Gesundheit

Heilwasser mit Beipackzettel

VBM Karin Friedrich, BM Manfred Stöger, Adolf Mauracher, Dekan Franz Auer, Ernst Fleischhacker und Markus Kofler (von links).
© Zwicknagl

In Kramsach wurden der Thermalwasserbrunnen und der Heilwasserweg eröffnet. Offiziell ist das schwefelhaltige Wasser aus 1600 Metern Tiefe jedoch noch kein Heilwasser: Es fehlt der Behördensegen.

Von Walter Zwicknagl

und Wolfgang Otter

Kramsach –Ein Schild sorgte in Kramsach für ordentliche Verwirrung. Am neuen Heilwasserbrunnen verkündete es: „Kein Trinkwasser“. Dabei soll aber eigentlich das wertvolle Nass aus rund 1600 Metern Tiefe gesundheitsfördernd sein. Der Grund für den Hinweis ist ganz einfach: Es fehlt schlicht und einfach der nötige Bescheid der Behörde, dass es sich um Heilwasser handelt. Trotzdem wurde am Mittwochabend der Brunnen eröffnet. Der Behördensegen sei sich bis zur Feier eben nicht mehr ausgegangen, lautet die Erklärung des TVB.

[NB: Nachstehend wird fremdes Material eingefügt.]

//! Element references and attribute values

use serde::{Deserialize, Serialize};
use std::fmt;

/// Opaque handle to one element of the remote tree.
///
/// Two references are equal iff they denote the same remote object.
#[derive(Clone, Debug, PartialEq, Eq, Hash, Serialize, Deserialize)]
pub struct ElementRef(u64);

impl ElementRef {
    pub fn new(id: u64) -> Self {
        Self(id)
    }

    pub fn id(&self) -> u64 {
        self.0
    }
}

impl fmt::Display for ElementRef {
    fn fmt(&self, f: &mut fmt::Formatter<'_>) -> fmt::Result {
        write!(f, "element#{}", self.0)
    }
}

/// Attribute value as reported by the transport
#[derive(Clone, Debug, PartialEq, Serialize, Deserialize)]
#[serde(tag = "type", content = "value", rename_all = "snake_case")]
pub enum Value {
    Null,
    Bool(bool),
    Integer(i64),
    Float(f64),
    String(String),
    Point { x: f64, y: f64 },
    Size { width: f64, height: f64 },
    Element(ElementRef),
    Array(Vec<Value>),
}

impl Value {
    pub fn is_null(&self) -> bool {
        matches!(self, Value::Null)
    }

    pub fn as_bool(&self) -> Option<bool> {
        match self {
            Value::Bool(b) => Some(*b),
            _ => None,
        }
    }

    pub fn as_str(&self) -> Option<&str> {
        match self {
            Value::String(s) => Some(s),
            _ => None,
        }
    }

    pub fn as_i64(&self) -> Option<i64> {
        match self {
            Value::Integer(i) => Some(*i),
            _ => None,
        }
    }

    pub fn as_element(&self) -> Option<&ElementRef> {
        match self {
            Value::Element(element) => Some(element),
            _ => None,
        }
    }

    pub fn into_element(self) -> Option<ElementRef> {
        match self {
            Value::Element(element) => Some(element),
            _ => None,
        }
    }

    /// Element references held by an array value, skipping anything else.
    pub fn into_elements(self) -> Vec<ElementRef> {
        match self {
            Value::Array(items) => items.into_iter().filter_map(Value::into_element).collect(),
            Value::Element(element) => vec![element],
            _ => Vec::new(),
        }
    }

    /// Text form used when matching values against patterns.
    pub fn to_text(&self) -> String {
        self.to_string()
    }
}

impl fmt::Display for Value {
    fn fmt(&self, f: &mut fmt::Formatter<'_>) -> fmt::Result {
        match self {
            Value::Null => Ok(()),
            Value::Bool(b) => write!(f, "{b}"),
            Value::Integer(i) => write!(f, "{i}"),
            Value::Float(x) => write!(f, "{x}"),
            Value::String(s) => f.write_str(s),
            Value::Point { x, y } => write!(f, "({x}, {y})"),
            Value::Size { width, height } => write!(f, "{width}x{height}"),
            Value::Element(element) => write!(f, "{element}"),
            Value::Array(items) => {
                f.write_str("[")?;
                for (i, item) in items.iter().enumerate() {
                    if i > 0 {
                        f.write_str(", ")?;
                    }
                    write!(f, "{item}")?;
                }
                f.write_str("]")
            }
        }
    }
}

impl From<bool> for Value {
    fn from(value: bool) -> Self {
        Value::Bool(value)
    }
}

impl From<i64> for Value {
    fn from(value: i64) -> Self {
        Value::Integer(value)
    }
}

impl From<i32> for Value {
    fn from(value: i32) -> Self {
        Value::Integer(value.into())
    }
}

impl From<f64> for Value {
    fn from(value: f64) -> Self {
        Value::Float(value)
    }
}

impl From<&str> for Value {
    fn from(value: &str) -> Self {
        Value::String(value.to_string())
    }
}

impl From<String> for Value {
    fn from(value: String) -> Self {
        Value::String(value)
    }
}

impl From<ElementRef> for Value {
    fn from(value: ElementRef) -> Self {
        Value::Element(value)
    }
}

impl<T: Into<Value>> From<Vec<T>> for Value {
    fn from(values: Vec<T>) -> Self {
        Value::Array(values.into_iter().map(Into::into).collect())
    }
}

#[cfg(test)]
mod tests {
    use super::*;

    #[test]
    fn test_text_coercion() {
        assert_eq!(Value::from("OK").to_text(), "OK");
        assert_eq!(Value::from(true).to_text(), "true");
        assert_eq!(Value::Null.to_text(), "");
        assert_eq!(Value::Point { x: 1.0, y: 2.5 }.to_text(), "(1, 2.5)");
        assert_eq!(Value::from(vec![1, 2]).to_text(), "[1, 2]");
    }

    #[test]
    fn test_into_elements_skips_non_elements() {
        let value = Value::Array(vec![
            Value::Element(ElementRef::new(3)),
            Value::Null,
            Value::Element(ElementRef::new(9)),
        ]);
        assert_eq!(
            value.into_elements(),
            vec![ElementRef::new(3), ElementRef::new(9)]
        );
    }

    #[test]
    fn test_tagged_json_shape() {
        let point = serde_json::to_value(Value::Point { x: 1.0, y: 2.0 }).unwrap();
        assert_eq!(
            point,
            serde_json::json!({"type": "point", "value": {"x": 1.0, "y": 2.0}})
        );

        let element = serde_json::to_value(Value::Element(ElementRef::new(7))).unwrap();
        assert_eq!(element, serde_json::json!({"type": "element", "value": 7}));
    }
}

Aber es ist im Ganzen Vorsicht geboten, das räumt man auch beim Tourismusverband als Projektbetreiber ein: Das nach faulen Eiern riechende, schwefelhaltige Wasser sollte nämlich nur in kleinen Mengen konsumiert werden. Direkt am Brunnen findet sich außerdem gewissermaßen ein schmiedeiserner „Beipackzettel“, dass unter gewissen Umständen das Wasser nicht getrunken werden soll. „Aber Wasser aus dem See oder Meer soll man ja auch nicht literweise trinken“, meint TVB-GF Markus Kofler, der an den Hausverstand appelliert. Obmann Adolf Mauracher vom TVB Alpbachtal Seenland, dem zehn Gemeinden angehören, dachte auf alle Fälle bei der Eröffnungsfeier schon weiter: „Wir haben jetzt einmal einen Schritt gesetzt und hoffen, dass damit die Verwertung des Heilwassers für viele interessant wird. Das kann von einer Abfüllanlage bis zur Einleitung in touristische Betriebe reichen.“ Für Manfred Stöger und Dekan Franz Auer, der den Brunnen segnete, ist die Bohrstelle mit dem neuen Brunnen ein Ort der Begegnung. Architekt Gerhard Hauser sorgte für die künstlerische Gestaltung des Brunnens. Die fünf Tonnen schwere Riesenschale wurde vom Kramsacher Kunsthandwerker Hans Guggenberger errichtet. „Mut gemacht hat uns für dieses Projekt Ernst Fleischhacker von Wasser Tirol. Es gab viele Puzzlesteine, alles in allem ist das für mich ein kleines Wunder“, ließ Mauracher seinen Emotionen freien Lauf. Auch gegen kolportierte Horrorzahlen wehrte sich Markus Kofler. „Der Betrag von 300.000 Euro dürfte wesentlich unterschritten werden“, war die Botschaft von Fleischhacker. Unter dem Motto „Kramsach erzählt“ waren der Brunnen und der Heilwasserweg für Schulen in den vergangenen Wochen ein Magnet. Rund 1000 Kinder bekamen Infos über das Heilwasser.